Absolument inconnu en France, Jesse Bernstein fut l’une des figures cultes de la bouillonnante scène de Seattle au carrefour des 80′s et des 90′s. Ami de William S. Burroughs, adulé par Nirvana, dont il assurait parfois les premières parties, il fait aujourd’hui l’objet d’un docu, I Am Secretly An Important Man, signé par le réalisateur Peter Sillen, ce qui nous offre l’opportunité de causer un peu de ce drôle de bonhomme.
Né à L.A. en 1950, Steven “Jesse” Bernstein part assez mal dans la vie. Schizophrène bipolaire, abonné aux unités psys dès son adolescence, il décide de mettre toutes les chances de son côté en s’enfilant tous les psychotropes qui lui passent sous le nez, tout en s’adonnant avec assez peu de modération aux joies de la boisson.
Si ces abus en tous genres ne font rien pour arranger sa situation mentale, ils ont au moins le mérite de l’entraîner sur les voies de l’écriture qui, dès les 70′s, devient son métier.

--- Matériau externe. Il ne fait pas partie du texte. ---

use navcube_core::{CubeError, CubieId, CubieRegistry, CubieTransform, Lattice, Move};
use navcube_prefs::{FaceColors, InterpolateFn, Preferences};
use web_time::Duration;

use crate::animations::TwistAnimationState;
use crate::{Completion, MoveError, MoveQueue, Scene};

/// Cubie registry together with the move engine and move queue that drive it.
#[derive(Debug, Clone)]
pub struct Mechanism {
    registry: CubieRegistry,
    twist: TwistAnimationState,
    queue: MoveQueue,
    interpolation: InterpolateFn,
    colors: FaceColors,
}
impl Default for Mechanism {
    fn default() -> Self {
        Self::new(Lattice::default(), InterpolateFn::default())
    }
}
impl Mechanism {
    /// Constructs a solved cube.
    pub fn new(lattice: Lattice, interpolation: InterpolateFn) -> Self {
        Self {
            registry: CubieRegistry::new(lattice),
            twist: TwistAnimationState::default(),
            queue: MoveQueue::default(),
            interpolation,
            colors: FaceColors::default(),
        }
    }
    /// Constructs a solved cube with lattice, easing, and colors taken from
    /// preferences.
    pub fn from_prefs(prefs: &Preferences) -> Self {
        let mut ret = Self::new(prefs.lattice(), prefs.animation.twist_interpolation);
        ret.colors = prefs.colors.clone();
        ret
    }

    /// Returns the cubies.
    pub fn registry(&self) -> &CubieRegistry {
        &self.registry
    }
    /// Returns the move engine.
    pub fn twist(&self) -> &TwistAnimationState {
        &self.twist
    }
    /// Returns the move queue.
    pub fn queue(&self) -> &MoveQueue {
        &self.queue
    }
    /// Returns the sticker colors.
    pub fn colors(&self) -> &FaceColors {
        &self.colors
    }
    /// Sets the easing used for moves that have not started yet.
    pub fn set_interpolation(&mut self, interpolation: InterpolateFn) {
        self.interpolation = interpolation;
    }
    /// Sets the sticker colors and repaints the scene if they changed.
    pub fn set_colors(&mut self, colors: FaceColors, scene: &mut impl Scene) {
        if self.colors != colors {
            self.colors = colors;
            scene.recolored(&self.colors);
        }
    }

    /// Returns whether no move is playing or waiting.
    pub fn is_idle(&self) -> bool {
        self.twist.is_idle() && self.queue.is_empty()
    }

    /// Appends a move to the queue.
    pub fn enqueue(&mut self, mv: Move, duration: Duration) -> Completion {
        self.queue.enqueue(mv, duration)
    }
    /// Returns a handle that resolves once every queued move has snapped.
    pub fn drain(&mut self) -> Completion {
        if self.is_idle() && !self.queue.is_draining() {
            return Completion::resolved(Ok(()));
        }
        self.queue.drain()
    }

    /// Returns the transform that `cubie` should be drawn with.
    pub fn render_transform(&self, cubie: CubieId) -> Result<CubieTransform, CubeError> {
        self.twist.render_transform(&self.registry, cubie)
    }

    /// Discards all cubies and rebuilds a solved cube on the same lattice.
    ///
    /// A move in progress is completed and snapped first. Moves still waiting
    /// are discarded, and so is the drain in progress.
    pub fn rebuild(&mut self, scene: &mut impl Scene) {
        let lattice = *self.registry.lattice();
        self.rebuild_with(lattice, scene);
    }
    /// Same as [`Mechanism::rebuild()`], but places the new cubies on
    /// `lattice`.
    pub fn rebuild_with(&mut self, lattice: Lattice, scene: &mut impl Scene) {
        if let Some(Err(e)) = self.twist.finish(&mut self.registry, scene) {
            log::warn!("error finishing move before rebuild: {e}");
        }
        let discarded = self.queue.abort(MoveError::Discarded);
        if discarded > 0 {
            log::debug!("discarded {discarded} queued moves");
        }
        if lattice == *self.registry.lattice() {
            self.registry.rebuild();
        } else {
            log::debug!("moving cubies to lattice gap {}", lattice.gap);
            self.registry = CubieRegistry::new(lattice);
        }
        scene.rebuilt(&self.registry, &self.colors);
    }

    /// Steps the mechanism forward. Returns whether the cube should be
    /// redrawn.
    pub fn proceed(&mut self, delta: Duration, scene: &mut impl Scene) -> bool {
        if self.twist.is_idle()
            && let Some(next) = self.queue.pop_front()
        {
            let started = self.twist.start(
                &mut self.registry,
                scene,
                next.mv,
                next.duration,
                self.interpolation,
                next.completion,
            );
            if let Err(e) = started {
                self.abort(e);
            }
        }

        let needs_redraw = !self.twist.is_idle();
        if let Some(Err(e)) = self.twist.proceed(delta, &mut self.registry, scene) {
            self.abort(e);
        }

        if self.is_idle() {
            self.queue.finish_drain();
        }
        needs_redraw
    }

    fn abort(&mut self, error: CubeError) {
        let discarded = self.queue.abort(error.into());
        log::error!("move aborted; discarded {discarded} queued moves");
    }
}
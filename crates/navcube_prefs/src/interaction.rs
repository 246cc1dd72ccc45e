use serde::{Deserialize, Serialize};

#[derive(Serialize, Deserialize, Debug, Default, Clone, PartialEq)]
#[serde(default)]
pub struct InteractionPreferences {
    pub mouse: DragPreferences,
    pub touch: DragPreferences,

    /// Seconds without input before the cube starts spinning on its own.
    pub inactivity_delay: f32,
    /// Seconds per full turn while spinning on its own.
    pub auto_rotate_period: f32,
}

/// Tuning for dragging the whole cube around.
#[derive(Serialize, Deserialize, Debug, Default, Copy, Clone, PartialEq)]
#[serde(default)]
pub struct DragPreferences {
    /// Radians of yaw per pixel of horizontal movement.
    pub sensitivity_x: f32,
    /// Radians of pitch per pixel of vertical movement.
    pub sensitivity_y: f32,
    /// Pixels the pointer must move before a press becomes a drag instead of
    /// a click.
    pub threshold: f32,
}

/// Kind of pointer that produced an input.
#[derive(Debug, Default, Copy, Clone, PartialEq, Eq, Hash)]
pub enum PointerKind {
    /// Mouse or trackpad.
    #[default]
    Mouse,
    /// Touchscreen.
    Touch,
}

impl InteractionPreferences {
    pub fn drag(&self, pointer: PointerKind) -> &DragPreferences {
        match pointer {
            PointerKind::Mouse => &self.mouse,
            PointerKind::Touch => &self.touch,
        }
    }
}
// Ogg physical bitstream support
//
// OGG Page Layout:
// - OGG Page Header (27 bytes)
//   - Capture Pattern: "OggS" (4 bytes)
//   - Version: 0 (1 byte)
//   - Header Type: 1=continuation, 2=bos, 4=eos (1 byte)
//   - Granule Position (8 bytes, signed, -1 = no packet ends here)
//   - Bitstream Serial Number (4 bytes)
//   - Page Sequence Number (4 bytes)
//   - CRC Checksum (4 bytes)
//   - Number of Page Segments (1 byte, 1..=255)
//   - Segment Table (variable)
// - Segment payload bytes
//
// A packet is split into 255-byte lacing values plus one final value below 255.
// A packet whose last lacing value on a page is 255 continues on the next page.

pub mod crc;
pub mod page;
pub mod stream;

pub use page::{Page, PageHeader, Segment};
pub use stream::{Demuxer, Packet};

// OGG signature
pub const OGG_SIGNATURE: &[u8; 4] = b"OggS";

/// Size of the fixed part of a page header, before the lacing table.
pub const OGG_PAGE_HEADER_SIZE: usize = 27;

// OGG page header types
pub const OGG_HEADER_TYPE_CONTINUATION: u8 = 0x01;
pub const OGG_HEADER_TYPE_BOS: u8 = 0x02; // Beginning of Stream
pub const OGG_HEADER_TYPE_EOS: u8 = 0x04; // End of Stream

/// Byte offset of the CRC field inside the page header.
pub(crate) const OGG_CRC_OFFSET: usize = 22;

/// Lacing value that continues the current segment.
pub(crate) const OGG_LACING_CONTINUE: u8 = 255;
// Output formatting for CLI

use anyhow::Result;
use serde::Serialize;
use std::io::Write;

use crate::cli::config::OutputFormat;

/// Format and output records
pub struct OutputFormatter {
    format: OutputFormat,
    quiet: bool,
}

impl OutputFormatter {
    pub fn new(format: OutputFormat, quiet: bool) -> Self {
        Self { format, quiet }
    }

    /// Output one record
    pub fn output<T, W>(&self, record: &T, writer: &mut W) -> Result<()>
    where
        T: Serialize + ?Sized,
        W: Write + ?Sized,
    {
        if self.quiet {
            return Ok(());
        }
        let value = serde_json::to_value(record)?;
        match self.format {
            OutputFormat::Pretty => {
                writeln!(writer, "{}", serde_json::to_string_pretty(&value)?)?;
            }
            OutputFormat::Json => {
                writeln!(writer, "{}", serde_json::to_string(&value)?)?;
            }
            OutputFormat::KeyValue => {
                self.output_key_value(&value, writer)?;
                writeln!(writer)?;
            }
        }
        Ok(())
    }

    /// Output as key-value pairs
    fn output_key_value<W: Write + ?Sized>(&self, value: &serde_json::Value, writer: &mut W) -> Result<()> {
        if let Some(obj) = value.as_object() {
            for (key, value) in obj {
                writeln!(writer, "{}: {}", key, format_value(value))?;
            }
        } else {
            writeln!(writer, "{}", format_value(value))?;
        }
        Ok(())
    }

    /// Print error message
    pub fn print_error(&self, message: &str) {
        eprintln!("✗ {}", message);
    }

    /// Print info message
    pub fn print_info(&self, message: &str) {
        if !self.quiet {
            eprintln!("  {}", message);
        }
    }
}

/// Format a JSON value for display
fn format_value(value: &serde_json::Value) -> String {
    match value {
        serde_json::Value::String(s) => s.clone(),
        serde_json::Value::Null => "(null)".to_string(),
        serde_json::Value::Array(arr) => {
            let items: Vec<String> = arr.iter().map(format_value).collect();
            format!("[{}]", items.join(", "))
        }
        other => other.to_string(),
    }
}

Musicien, poète, performer extrême n’hésitant pas à piquer des gueulantes homériques si le public a le malheur de lui déplaire, il devient rapidement l’une des figures emblématiques de la scène underground de Seattle, sa ville d’adoption depuis la fin des 60′s, où l’on pouvait croiser régulièrement ses verres à triple-foyers et ses bras couverts de tatouages. Ses textes, fiévreux, complexes et pour le moins brillants, lui gagnent un fan de choix: William S. Burroughs himself.
Adoubé par le beat master en personne, qui disait de lui “Bernstein has been there and brought it back. Bernstein is a writer” (“Bernstein y est allé et l’a ramené. Bernstein est un écrivain“), il se rapproche alors de la florissante nouvelle garde musicale de Seattle, réunie autour du label Sub Pop. Et elle le lui rend bien: Kurt Cobain est l’un de ses fans absolus, il l’invite régulièrement à faire la première partie de Nirvana. Soundgarden fera de même, tout comme les différents groupes de la galaxie noise/grunge passant par Seattle.
L’une de ces apparitions, présente dans le film, est restée dans les annales. Se produisant avant un concert de Steve Albini et de son Big Black, Bernstein est pris à partie par quelques mécontents se mettant à hurler “We want music!”. Ce à quoi il réplique: “This IS music, asshole!“. Signé par Bruce Pavitt, fondateur de Sub Pop, il enregistre plusieurs 7”, puis un album, Prison, qui, comme son nom l’indique, est tiré d’une performance donnée dans un établissement pénitentiaire, à Monroe, dans l’Etat de Washington.
Mais Bernstein ne verra jamais l’album terminé. Aussi incontrôlable dans la vie que sur scène, il ne parvient pas à se débarrasser de ses vieux démons, et, malgré la reconnaissance dont il fait l’objet, il se suicide d’un coup de couteau dans la gorge, le 22 octobre 1991. C’est ce parcours étonnant que raconte I Am Secretly An Important Man, qui emprunte son titre à l’un des vers du poème le plus fameux de Bernstein, Come Out Tonight.
A mi-chemin entre la beat generation et le grunge dont il fut, selon certains, le “parrain”, Bernstein était avant tout un artiste d’une complexité et d’une profondeur rares, ressuscité grâce à la masse incroyable d’archives accumulée par Sillen, dont on connaissait déjà les talents de documentariste via Speed Racer, le très beau court-métrage qu’il avait consacré au regretté Vic Chesnutt, en 1994.
Projeté sur une poignée d’écrans américains fin décembre 2010, I Am Secretly An Important Man n’a pour le moment pas été édité en DVD. On croise les doigts, en espérant qu’il arrive jusqu’à chez nous un de ces jours.